BEGIN DATA TO USE

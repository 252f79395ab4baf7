//! `SQLite` implementation of [`RuleRepository`].
//!
//! Condition trees and actions are stored as JSON. Rows that no longer
//! decode (an unknown action tag, a corrupted tree) are skipped with a
//! warning when listing, so one bad rule never prevents the others from
//! loading.

use std::future::Future;

use sqlx::sqlite::SqliteRow;
use sqlx::{FromRow, Row, SqlitePool};

use greenhub_app::ports::RuleRepository;
use greenhub_domain::error::{GreenHubError, NotFoundError};
use greenhub_domain::id::RuleId;
use greenhub_domain::rule::{Action, Condition, Rule};
use greenhub_domain::time::Timestamp;

use crate::codec;
use crate::error::StorageError;

struct Wrapper(Rule);

impl<'r> FromRow<'r, SqliteRow> for Wrapper {
    fn from_row(row: &'r SqliteRow) -> Result<Self, sqlx::Error> {
        let id: String = row.try_get("id")?;
        let condition: String = row.try_get("condition")?;
        let actions: String = row.try_get("actions")?;
        let cooldown_secs: i64 = row.try_get("cooldown_secs")?;
        let last_triggered: Option<String> = row.try_get("last_triggered")?;

        let condition: Condition = codec::json(&condition)?;
        let actions: Vec<Action> = codec::json(&actions)?;

        Ok(Self(Rule {
            id: codec::parse(&id)?,
            name: row.try_get("name")?,
            enabled: row.try_get("enabled")?,
            condition,
            actions,
            cooldown_secs: codec::uint(cooldown_secs),
            last_triggered: last_triggered
                .as_deref()
                .map(codec::parse_timestamp)
                .transpose()?,
        }))
    }
}

const INSERT: &str = "INSERT INTO rules (id, name, enabled, condition, actions, cooldown_secs, last_triggered) VALUES (?, ?, ?, ?, ?, ?, ?)";
const SELECT_BY_ID: &str = "SELECT * FROM rules WHERE id = ?";
const SELECT_ALL: &str = "SELECT * FROM rules ORDER BY name";
const SELECT_ENABLED: &str = "SELECT * FROM rules WHERE enabled = 1 ORDER BY name";
const UPDATE: &str = "UPDATE rules SET name = ?, enabled = ?, condition = ?, actions = ?, cooldown_secs = ?, last_triggered = ? WHERE id = ?";
// Never moves the trigger time backwards.
const RECORD_TRIGGER: &str = "UPDATE rules SET last_triggered = ?1 WHERE id = ?2 AND (last_triggered IS NULL OR last_triggered < ?1)";
const DELETE_BY_ID: &str = "DELETE FROM rules WHERE id = ?";

fn not_found(id: RuleId) -> GreenHubError {
    NotFoundError {
        entity: "Rule",
        id: id.to_string(),
    }
    .into()
}

struct Encoded {
    condition: String,
    actions: String,
    last_triggered: Option<String>,
}

impl Encoded {
    fn of(rule: &Rule) -> Result<Self, StorageError> {
        Ok(Self {
            condition: serde_json::to_string(&rule.condition)?,
            actions: serde_json::to_string(&rule.actions)?,
            last_triggered: rule.last_triggered.map(codec::timestamp),
        })
    }
}

/// `SQLite`-backed rule repository.
#[derive(Clone)]
pub struct SqliteRuleRepository {
    pool: SqlitePool,
}

impl SqliteRuleRepository {
    #[must_use]
    pub fn new(pool: SqlitePool) -> Self {
        Self { pool }
    }

    async fn select_many(&self, sql: &'static str) -> Result<Vec<Rule>, StorageError> {
        let rows = sqlx::query(sql).fetch_all(&self.pool).await?;
        let mut rules = Vec::with_capacity(rows.len());
        for row in &rows {
            match Wrapper::from_row(row) {
                Ok(wrapper) => rules.push(wrapper.0),
                Err(err) => {
                    let id: Option<String> = row.try_get("id").ok();
                    tracing::warn!(rule_id = ?id, error = %err, "Skipping undecodable rule");
                }
            }
        }
        Ok(rules)
    }
}

impl RuleRepository for SqliteRuleRepository {
    fn create(&self, rule: Rule) -> impl Future<Output = Result<Rule, GreenHubError>> + Send {
        let pool = self.pool.clone();
        async move {
            let encoded = Encoded::of(&rule)?;
            sqlx::query(INSERT)
                .bind(rule.id.to_string())
                .bind(&rule.name)
                .bind(rule.enabled)
                .bind(encoded.condition)
                .bind(encoded.actions)
                .bind(codec::int(rule.cooldown_secs))
                .bind(encoded.last_triggered)
                .execute(&pool)
                .await
                .map_err(StorageError::from)?;
            Ok(rule)
        }
    }

    fn get_by_id(
        &self,
        id: RuleId,
    ) -> impl Future<Output = Result<Option<Rule>, GreenHubError>> + Send {
        let pool = self.pool.clone();
        async move {
            let row: Option<Wrapper> = sqlx::query_as(SELECT_BY_ID)
                .bind(id.to_string())
                .fetch_optional(&pool)
                .await
                .map_err(StorageError::from)?;
            Ok(row.map(|w| w.0))
        }
    }

    fn get_all(&self) -> impl Future<Output = Result<Vec<Rule>, GreenHubError>> + Send {
        async move { Ok(self.select_many(SELECT_ALL).await?) }
    }

    fn get_enabled(&self) -> impl Future<Output = Result<Vec<Rule>, GreenHubError>> + Send {
        async move { Ok(self.select_many(SELECT_ENABLED).await?) }
    }

    fn update(&self, rule: Rule) -> impl Future<Output = Result<Rule, GreenHubError>> + Send {
        let pool = self.pool.clone();
        async move {
            let encoded = Encoded::of(&rule)?;
            let result = sqlx::query(UPDATE)
                .bind(&rule.name)
                .bind(rule.enabled)
                .bind(encoded.condition)
                .bind(encoded.actions)
                .bind(codec::int(rule.cooldown_secs))
                .bind(encoded.last_triggered)
                .bind(rule.id.to_string())
                .execute(&pool)
                .await
                .map_err(StorageError::from)?;
            if result.rows_affected() == 0 {
                return Err(not_found(rule.id));
            }
            Ok(rule)
        }
    }

    fn record_trigger(
        &self,
        id: RuleId,
        at: Timestamp,
    ) -> impl Future<Output = Result<(), GreenHubError>> + Send {
        let pool = self.pool.clone();
        async move {
            sqlx::query(RECORD_TRIGGER)
                .bind(codec::timestamp(at))
                .bind(id.to_string())
                .execute(&pool)
                .await
                .map_err(StorageError::from)?;
            Ok(())
        }
    }

    fn delete(&self, id: RuleId) -> impl Future<Output = Result<(), GreenHubError>> + Send {
        let pool = self.pool.clone();
        async move {
            let result = sqlx::query(DELETE_BY_ID)
                .bind(id.to_string())
                .execute(&pool)
                .await
                .map_err(StorageError::from)?;
            if result.rows_affected() == 0 {
                return Err(not_found(id));
            }
            Ok(())
        }
    }
}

END DATA TO USE

Recopy all the entries faithfully, leaving none out.

repository 252f79395ab4baf7
//! `SQLite` implementation of [`RuleRepository`].
//!
//! Condition trees and actions are stored as JSON. Rows that no longer
//! decode (an unknown action tag, a corrupted tree) are skipped with a
//! warning when listing, so one bad rule never prevents the others from
//! loading.

use std::future::Future;

use sqlx::sqlite::SqliteRow;
use sqlx::{FromRow, Row, SqlitePool};

use greenhub_app::ports::RuleRepository;
use greenhub_domain::error::{GreenHubError, NotFoundError};
use greenhub_domain::id::RuleId;
use greenhub_domain::rule::{Action, Condition, Rule};
use greenhub_domain::time::Timestamp;

use crate::codec;
use crate::error::StorageError;

struct Wrapper(Rule);

impl<'r> FromRow<'r, SqliteRow> for Wrapper {
    fn from_row(row: &'r SqliteRow) -> Result<Self, sqlx::Error> {
        let id: String = row.try_get("id")?;
        let condition: String = row.try_get("condition")?;
        let actions: String = row.try_get("actions")?;
        let cooldown_secs: i64 = row.try_get("cooldown_secs")?;
        let last_triggered: Option<String> = row.try_get("last_triggered")?;

        let condition: Condition = codec::json(&condition)?;
        let actions: Vec<Action> = codec::json(&actions)?;

        Ok(Self(Rule {
            id: codec::parse(&id)?,
            name: row.try_get("name")?,
            enabled: row.try_get("enabled")?,
            condition,
            actions,
            cooldown_secs: codec::uint(cooldown_secs),
            last_triggered: last_triggered
                .as_deref()
                .map(codec::parse_timestamp)
                .transpose()?,
        }))
    }
}

const INSERT: &str = "INSERT INTO rules (id, name, enabled, condition, actions, cooldown_secs, last_triggered) VALUES (?, ?, ?, ?, ?, ?, ?)";
const SELECT_BY_ID: &str = "SELECT * FROM rules WHERE id = ?";
const SELECT_ALL: &str = "SELECT * FROM rules ORDER BY name";
const SELECT_ENABLED: &str = "SELECT * FROM rules WHERE enabled = 1 ORDER BY name";
const UPDATE: &str = "UPDATE rules SET name = ?, enabled = ?, condition = ?, actions = ?, cooldown_secs = ?, last_triggered = ? WHERE id = ?";
// Never moves the trigger time backwards.
const RECORD_TRIGGER: &str = "UPDATE rules SET last_triggered = ?1 WHERE id = ?2 AND (last_triggered IS NULL OR last_triggered < ?1)";
const DELETE_BY_ID: &str = "DELETE FROM rules WHERE id = ?";

fn not_found(id: RuleId) -> GreenHubError {
    NotFoundError {
        entity: "Rule",
        id: id.to_string(),
    }
    .into()
}

struct Encoded {
    condition: String,
    actions: String,
    last_triggered: Option<String>,
}

impl Encoded {
    fn of(rule: &Rule) -> Result<Self, StorageError> {
        Ok(Self {
            condition: serde_json::to_string(&rule.condition)?,
            actions: serde_json::to_string(&rule.actions)?,
            last_triggered: rule.last_triggered.map(codec::timestamp),
        })
    }
}

/// `SQLite`-backed rule repository.
#[derive(Clone)]
pub struct SqliteRuleRepository {
    pool: SqlitePool,
}

impl SqliteRuleRepository {
    #[must_use]
    pub fn new(pool: SqlitePool) -> Self {
        Self { pool }
    }

    async fn select_many(&self, sql: &'static str) -> Result<Vec<Rule>, StorageError> {
        let rows = sqlx::query(sql).fetch_all(&self.pool).await?;
        let mut rules = Vec::with_capacity(rows.len());
        for row in &rows {
            match Wrapper::from_row(row) {
                Ok(wrapper) => rules.push(wrapper.0),
                Err(err) => {
                    let id: Option<String> = row.try_get("id").ok();
                    tracing::warn!(rule_id = ?id, error = %err, "Skipping undecodable rule");
                }
            }
        }
        Ok(rules)
    }
}

impl RuleRepository for SqliteRuleRepository {
    fn create(&self, rule: Rule) -> impl Future<Output = Result<Rule, GreenHubError>> + Send {
        let pool = self.pool.clone();
        async move {
            let encoded = Encoded::of(&rule)?;
            sqlx::query(INSERT)
                .bind(rule.id.to_string())
                .bind(&rule.name)
                .bind(rule.enabled)
                .bind(encoded.condition)
                .bind(encoded.actions)
                .bind(codec::int(rule.cooldown_secs))
                .bind(encoded.last_triggered)
                .execute(&pool)
                .await
                .map_err(StorageError::from)?;
            Ok(rule)
        }
    }

    fn get_by_id(
        &self,
        id: RuleId,
    ) -> impl Future<Output = Result<Option<Rule>, GreenHubError>> + Send {
        let pool = self.pool.clone();
        async move {
            let row: Option<Wrapper> = sqlx::query_as(SELECT_BY_ID)
                .bind(id.to_string())
                .fetch_optional(&pool)
                .await
                .map_err(StorageError::from)?;
            Ok(row.map(|w| w.0))
        }
    }

    fn get_all(&self) -> impl Future<Output = Result<Vec<Rule>, GreenHubError>> + Send {
        async move { Ok(self.select_many(SELECT_ALL).await?) }
    }

    fn get_enabled(&self) -> impl Future<Output = Result<Vec<Rule>, GreenHubError>> + Send {
        async move { Ok(self.select_many(SELECT_ENABLED).await?) }
    }

    fn update(&self, rule: Rule) -> impl Future<Output = Result<Rule, GreenHubError>> + Send {
        let pool = self.pool.clone();
        async move {
            let encoded = Encoded::of(&rule)?;
            let result = sqlx::query(UPDATE)
                .bind(&rule.name)
                .bind(rule.enabled)
                .bind(encoded.condition)
                .bind(encoded.actions)
                .bind(codec::int(rule.cooldown_secs))
                .bind(encoded.last_triggered)
                .bind(rule.id.to_string())
                .execute(&pool)
                .await
                .map_err(StorageError::from)?;
            if result.rows_affected() == 0 {
                return Err(not_found(rule.id));
            }
            Ok(rule)
        }
    }

    fn record_trigger(
        &self,
        id: RuleId,
        at: Timestamp,
    ) -> impl Future<Output = Result<(), GreenHubError>> + Send {
        let pool = self.pool.clone();
        async move {
            sqlx::query(RECORD_TRIGGER)
                .bind(codec::timestamp(at))
                .bind(id.to_string())
                .execute(&pool)
                .await
                .map_err(StorageError::from)?;
            Ok(())
        }
    }

    fn delete(&self, id: RuleId) -> impl Future<Output = Result<(), GreenHubError>> + Send {
        let pool = self.pool.clone();
        async move {
            let result = sqlx::query(DELETE_BY_ID)
                .bind(id.to_string())
                .execute(&pool)
                .await
                .map_err(StorageError::from)?;
            if result.rows_affected() == 0 {
                return Err(not_found(id));
            }
            Ok(())
        }
    }
}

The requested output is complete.